”Setiap orang bisa
menjadi guru, terutama Ibu di rumah,
karena guru utama adalah seorang Ibu.
Setiap
rumah bisa menjadi sekolah,
karena pendidikan dini berawal dari rumah”
Itu yang saya tulis di Instgram,
menadai peringatan Hari Pendidikan Nasional, 2 Mei 2017
*****
Tapi peringatan Hari Pendidikan Nasional (Hardiknas) kali
ini ternoda oleh perilaku siswa/siswi SMA yang menerima pengumam kelulusan. Raung
iring-iringan motor anak-anak SMA dengan seragam yang sudah penuh coretan pilox,
tiba-tiba melesak memasuki jalan dua jalur Perumahan Bukit Kemiling Permai
(BKP). Saya hanya terkesima melihatnya dari halaman SMPN 28 Bandarlampung.
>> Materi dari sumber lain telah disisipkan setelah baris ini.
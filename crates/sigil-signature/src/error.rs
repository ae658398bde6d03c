//! Error types for the signature store.
//!
//! Every variant a caller can act on carries the names it needs to
//! self-correct (offending fields, unknown operations, the user whose lock
//! timed out). Credential values never appear in error messages.

use sigil_catalog::CatalogError;
use std::path::PathBuf;
use thiserror::Error;

/// Result type alias for signature operations.
pub type Result<T> = std::result::Result<T, SignatureError>;

/// Errors that can occur while reading or mutating signature documents.
#[derive(Debug, Error)]
pub enum SignatureError {
    /// Caller input was rejected. Nothing was persisted.
    #[error("validation failed: {message}")]
    Validation {
        message: String,
        /// Offending field or operation names.
        invalid: Vec<String>,
    },

    /// Unknown node type, or a mutation that requires an existing entry.
    #[error("not found: {0}")]
    NotFound(String),

    /// The document exists but is structurally invalid.
    ///
    /// Distinct from an absent document, which reads as empty.
    #[error("signature document {} failed integrity check: {reason}", .path.display())]
    Integrity { path: PathBuf, reason: String },

    /// The per-user lock was not acquired within the bounded wait.
    #[error("signature document for '{user_id}' is busy (waited {waited_ms} ms)")]
    Concurrency { user_id: String, waited_ms: u64 },

    /// Encryption or decryption failed.
    #[error("crypto error: {0}")]
    Crypto(String),

    /// Filesystem failure while reading or writing a document.
    #[error("I/O error on {}: {source}", .path.display())]
    Io {
        path: PathBuf,
        #[source]
        source: std::io::Error,
    },

    /// The document could not be encoded.
    #[error("serialization error: {0}")]
    Serialization(String),
}

impl SignatureError {
    pub(crate) fn validation(message: impl Into<String>, invalid: Vec<String>) -> Self {
        Self::Validation {
            message: message.into(),
            invalid,
        }
    }

    pub(crate) fn io(path: impl Into<PathBuf>, source: std::io::Error) -> Self {
        Self::Io {
            path: path.into(),
            source,
        }
    }

    pub(crate) fn integrity(path: impl Into<PathBuf>, reason: impl Into<String>) -> Self {
        Self::Integrity {
            path: path.into(),
            reason: reason.into(),
        }
    }
}

impl From<CatalogError> for SignatureError {
    fn from(err: CatalogError) -> Self {
        match err {
            CatalogError::NodeNotFound(_) | CatalogError::OperationNotFound { .. } => {
                Self::NotFound(err.to_string())
            }
            other => Self::NotFound(format!("catalog unavailable: {}", other)),
        }
    }
}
Sepertinya rombongan, yang tidak jelas dari SMA mana, itu
tidaklah bermaksud menjadikan jalan dua jalur Perum BKP sebagai rute konvoi
mereka. Karena selintas terdengar raung sirene mobil patroli polisi, seperti
melintas di jalan Imam Bonjol (gerbang perumahan) atas.
Saya menduga, segelintir iringan motor itu sengaja
memisahkan diri dari rombongan lainnya yang barangkali dikejar mobil patroli
polisi tersebut. Dan daripada tertangkap, mereka lebih baik mencari aman dengan
memasuki komplek Perum BKP.
Aksi corat-coret baju seragam kemudian konvoi sepeda motor
di jalan, sepertinya sudah jadi acara ”wajib” bagi anak-anak SMA
pascapengumuman kelulusan. Celakanya, ada di antara pemotor itu yang tidak mengenakan
helm penlindung kepala dengan alasan yang tidak jelas.
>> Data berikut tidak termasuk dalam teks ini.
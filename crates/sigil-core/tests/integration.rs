//! # Sigil Integration Tests
//!
//! End-to-end tests through [`NodeService`] with real definition and store
//! directories.
//!
//! ## Coverage
//!
//! | Scenario | Component | Test |
//! |----------|-----------|------|
//! | Mixed definition forms | Catalog | `test_mixed_forms_build_one_catalog` |
//! | Corrupt definition isolated | Catalog | `test_corrupt_definition_is_isolated` |
//! | Whitelist regression | Signature | `test_single_operation_whitelist_survives_reload` |
//! | Credential pattern enforced | Signature | `test_credential_pattern_rejected` |
//! | Rebuild reconciles whitelist | Service | `test_rebuild_reconciles_default_user` |
//! | Availability join | View | `test_availability_reports_enabled_nodes` |
//! | Missing master key | Config | `test_missing_master_key_is_config_error` |

use serde_json::json;
use sigil_core::{AuthData, NodeService, SigilConfig, StaticLiveStatus};
use std::collections::BTreeMap;
use std::fs;
use std::path::Path;
use std::sync::Arc;
use tempfile::TempDir;

const STRIPE: &str = r#"
# Payments
NODE_CONFIG = {
    'name': 'Stripe',
    'auth_type': 'api_key',
    'parameters': {
        'api_key': {'type': 'string', 'sensitive': True, 'required': True, 'pattern': '^sk_'},
        'currency': {'type': 'string', 'default': 'usd'},
    },
}

LIST_CHARGES = "list_charges"  # List charges
CREATE_CHARGE = "create_charge"
REFUND_CHARGE = "refund_charge"
"#;

const SLACK: &str = r#"
Node(name="Slack", description="Team chat")
Parameter(name="bot_token", type="secret", required=true, pattern="^xoxb-")
Parameter(name="channel", required=true)
Operation(name="post_message", description="Post a message")
Operation(name="list_channels")
"#;

fn write_definitions(dir: &Path) {
    fs::write(dir.join("stripe.py"), STRIPE).unwrap();
    fs::write(dir.join("slack.py"), SLACK).unwrap();
}

/// Creates a configuration rooted in a temporary directory.
fn test_config(root: &TempDir) -> SigilConfig {
    let defs = root.path().join("nodes");
    fs::create_dir_all(&defs).unwrap();
    write_definitions(&defs);

    let key = root.path().join("master.key");
    fs::write(&key, "integration passphrase").unwrap();

    let mut config = SigilConfig::default();
    config.catalog.definitions_dir = defs;
    config.catalog.scan_workers = 2;
    config.signature.store_dir = root.path().join("signatures");
    config.signature.default_user = "ops".to_string();
    config.crypto.key_file = Some(key);
    config
}

fn stripe_auth() -> AuthData {
    [("api_key", "sk_test_abc")].into_iter().collect()
}

// =============================================================================
// CATALOG
// =============================================================================

#[test]
fn test_mixed_forms_build_one_catalog() {
    let root = TempDir::new().unwrap();
    let service = NodeService::new(test_config(&root)).unwrap();

    let stripe = service.get_node("stripe").unwrap();
    assert_eq!(stripe.display_name, "Stripe");
    assert_eq!(stripe.operations.len(), 3);
    assert_eq!(stripe.auth_spec.fields[0].pattern.as_deref(), Some("^sk_"));

    let slack = service.get_node("slack").unwrap();
    assert_eq!(slack.description, "Team chat");
    assert!(slack.capabilities.requires_auth);

    let details = service.get_operation_details("stripe", "list_charges").unwrap();
    assert_eq!(details.description, "List charges");
}

#[test]
fn test_corrupt_definition_is_isolated() {
    let root = TempDir::new().unwrap();
    let config = test_config(&root);
    fs::write(config.catalog.definitions_dir.join("broken.py"), [0xFFu8, 0x00, 0xFE]).unwrap();

    let service = NodeService::new(config).unwrap();
    assert_eq!(service.list_nodes(None).len(), 2);
    assert_eq!(service.scan_errors().len(), 1);
}

// =============================================================================
// SIGNATURE
// =============================================================================

#[test]
fn test_single_operation_whitelist_survives_reload() {
    let root = TempDir::new().unwrap();
    let ops = vec!["list_charges".to_string()];

    {
        let service = NodeService::new(test_config(&root)).unwrap();
        service
            .add_node_to_signature(Some("alice"), "stripe", &stripe_auth(), BTreeMap::new(), Some(&ops))
            .unwrap();
    }

    let service = NodeService::new(test_config(&root)).unwrap();
    let info = service.get_signature_info(Some("alice"), Some("stripe")).unwrap();
    let names: Vec<_> = info.nodes[0].enabled_operations.iter().map(|o| o.name.as_str()).collect();
    assert_eq!(names, vec!["list_charges"]);
}

#[test]
fn test_credential_pattern_rejected() {
    let root = TempDir::new().unwrap();
    let service = NodeService::new(test_config(&root)).unwrap();
    let bad: AuthData = [("bot_token", "xoxp-user"), ("channel", "general")].into_iter().collect();

    let err = service
        .add_node_to_signature(Some("alice"), "slack", &bad, BTreeMap::new(), None)
        .unwrap_err();
    assert_eq!(err.code(), "VALIDATION_ERROR");
    assert!(!err.to_string().contains("xoxp-user"));
    assert!(service.get_signature_info(Some("alice"), None).unwrap().nodes.is_empty());
}

// =============================================================================
// SERVICE
// =============================================================================

#[tokio::test]
async fn test_rebuild_reconciles_default_user() {
    let root = TempDir::new().unwrap();
    let config = test_config(&root);
    let defs = config.catalog.definitions_dir.clone();
    let service = NodeService::new(config).unwrap();

    service
        .add_node_to_signature(None, "stripe", &stripe_auth(), BTreeMap::new(), None)
        .unwrap();

    fs::write(defs.join("stripe.py"), STRIPE.replace("REFUND_CHARGE = \"refund_charge\"\n", "")).unwrap();
    let reply = service.handle_json(r#"{"action": "rebuild_catalog"}"#).await;

    assert_eq!(reply["success"], json!(true), "{}", reply);
    assert_eq!(reply["data"]["nodes"], json!(2));
    assert_eq!(
        reply["data"]["reconcile"]["dropped_operations"],
        json!([["stripe", "refund_charge"]])
    );

    let info = service.get_signature_info(None, Some("stripe")).unwrap();
    assert_eq!(info.nodes[0].enabled_operations.len(), 2);
}

#[test]
fn test_availability_reports_enabled_nodes() {
    let root = TempDir::new().unwrap();
    let live = StaticLiveStatus::new().with_services("stripe", 1).with_flows("stripe", 3);
    let service = NodeService::new(test_config(&root))
        .unwrap()
        .with_live_status(Arc::new(live));

    service
        .add_node_to_signature(Some("alice"), "stripe", &stripe_auth(), BTreeMap::new(), None)
        .unwrap();

    let view = service.availability(Some("alice")).unwrap();
    let stripe = view.nodes.iter().find(|n| n.id == "stripe").unwrap();
    assert!(stripe.enabled && stripe.authenticated);
    assert_eq!(stripe.live.deployed_flows, 3);

    let summary = view.summary();
    assert_eq!(summary.nodes, 2);
    assert_eq!(summary.enabled, 1);
    assert_eq!(summary.running, 1);
}

// =============================================================================
// CONFIG
// =============================================================================

#[test]
fn test_missing_master_key_is_config_error() {
    let root = TempDir::new().unwrap();
    let mut config = test_config(&root);
    config.crypto.key_file = None;
    config.crypto.key_env = "SIGIL_INTEGRATION_KEY_NEVER_SET".to_string();

    let err = NodeService::new(config).err().unwrap();
    assert_eq!(err.code(), "CONFIG_ERROR");
}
Di antara alasan para pemotor yang tidak mengenakan helm
pelindung kepala, misalnya, di jalan yang mereka lalui tidak akan bertemu
polisi yang melakukan penertiban. Tidak hanya jalan yang memang relatif sepi
karena berada di pelosok. Di tengah kota sekali pun banyak pemotor yang
melakukan hal yang sama.
Alasan ”tidak ada polisi” sama sekali tidak nalar. Seolah-olah
peruntukan helm hanya demi terhindar dari tilang oleh aparat kepolisian yang
sedang melakukan razia penertiban. Enggan mengenakan adalah cerminan miskinnya
kesadaran akan pentingnya tertib berlalu-lintas. Dan yang lebih penting, kegunaan helm adalah untuk melindungi kepala dari benturan hebat bila terjadi kecelakaan.
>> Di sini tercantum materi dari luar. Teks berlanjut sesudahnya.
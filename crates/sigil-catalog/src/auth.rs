//! # Auth Requirement Extractor
//!
//! Pure derivation of an [`AuthSpec`] from a [`NodeDescriptor`].
//!
//! ## Priority
//!
//! 1. An auth type declared by an inline config source is used as-is.
//! 2. Every parameter marked `sensitive` is an auth field.
//! 3. Every parameter whose name contains a credential keyword is an auth
//!    field as well, even when not marked sensitive. A parameter already
//!    captured by rule 2 is never added twice.
//!
//! When no type was declared it is inferred from the captured field names.
//!
//! ## Example
//!
//! ```rust
//! use sigil_catalog::{normalize, AuthType};
//!
//! let src = r#"
//! CONFIG = {"parameters": {"api_key": {"type": "string", "sensitive": True, "pattern": "^sk-"}}}
//! LIST_MODELS = "list_models"
//! "#;
//! let node = normalize("openai", src);
//! assert_eq!(node.auth_spec.auth_type, AuthType::ApiKey);
//! assert_eq!(node.auth_spec.fields.len(), 1);
//! assert!(node.capabilities.requires_auth);
//! ```

use crate::models::{AuthField, AuthSpec, AuthType, NodeDescriptor, ParameterSpec};
use std::collections::HashSet;

/// Name fragments that mark a parameter as credential material.
pub const CREDENTIAL_KEYWORDS: &[&str] = &[
    "api_key",
    "token",
    "password",
    "secret",
    "credential",
    "connection_string",
];

/// True if `name` contains any credential keyword (case-insensitive).
pub fn is_credential_name(name: &str) -> bool {
    let lowered = name.to_lowercase();
    CREDENTIAL_KEYWORDS.iter().any(|k| lowered.contains(k))
}

/// Derives the auth requirements of a descriptor.
pub fn extract_auth_spec(descriptor: &NodeDescriptor) -> AuthSpec {
    let mut seen = HashSet::new();
    let mut fields = Vec::new();

    let sensitive = descriptor.parameters.iter().filter(|p| p.sensitive);
    let by_keyword = descriptor
        .parameters
        .iter()
        .filter(|p| !p.sensitive && is_credential_name(&p.name));

    for param in sensitive.chain(by_keyword) {
        if seen.insert(param.name.as_str()) {
            fields.push(to_field(param));
        }
    }

    let auth_type = descriptor
        .declared_auth
        .unwrap_or_else(|| infer_auth_type(&fields));

    AuthSpec { auth_type, fields }
}

fn to_field(param: &ParameterSpec) -> AuthField {
    AuthField {
        field: param.name.clone(),
        field_type: param.param_type.as_str().to_string(),
        required: param.required,
        pattern: param.pattern.clone(),
        // Keyword matches are credentials whether or not the source said so.
        sensitive: true,
    }
}

/// Infers the auth type from captured field names.
pub fn infer_auth_type(fields: &[AuthField]) -> AuthType {
    let has = |needle: &str| fields.iter().any(|f| f.field.to_lowercase().contains(needle));

    if has("connection_string") {
        AuthType::ConnectionString
    } else if has("username") && has("password") {
        AuthType::BasicAuth
    } else if has("api_key") || has("apikey") {
        AuthType::ApiKey
    } else if has("token") {
        AuthType::BearerToken
    } else {
        AuthType::Custom
    }
}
Helm adalah kelengkapan wajib bagi para pengguna kendaraan bermotor roda dua, sebagaimana diatur dalam UU No.22 Tahun 2009 tentang Lalu Lintas. Jadi, sama sekali tidak ada sangkut pautnya dengan kondisi jalanan ada atau tida ada polisi.
Helm adalah kelengkapan wajib bagi para pengguna kendaraan bermotor roda dua, sebagaimana diatur dalam UU No.22 Tahun 2009 tentang Lalu Lintas. Jadi, sama sekali tidak ada sangkut pautnya dengan kondisi jalanan ada atau tida ada polisi.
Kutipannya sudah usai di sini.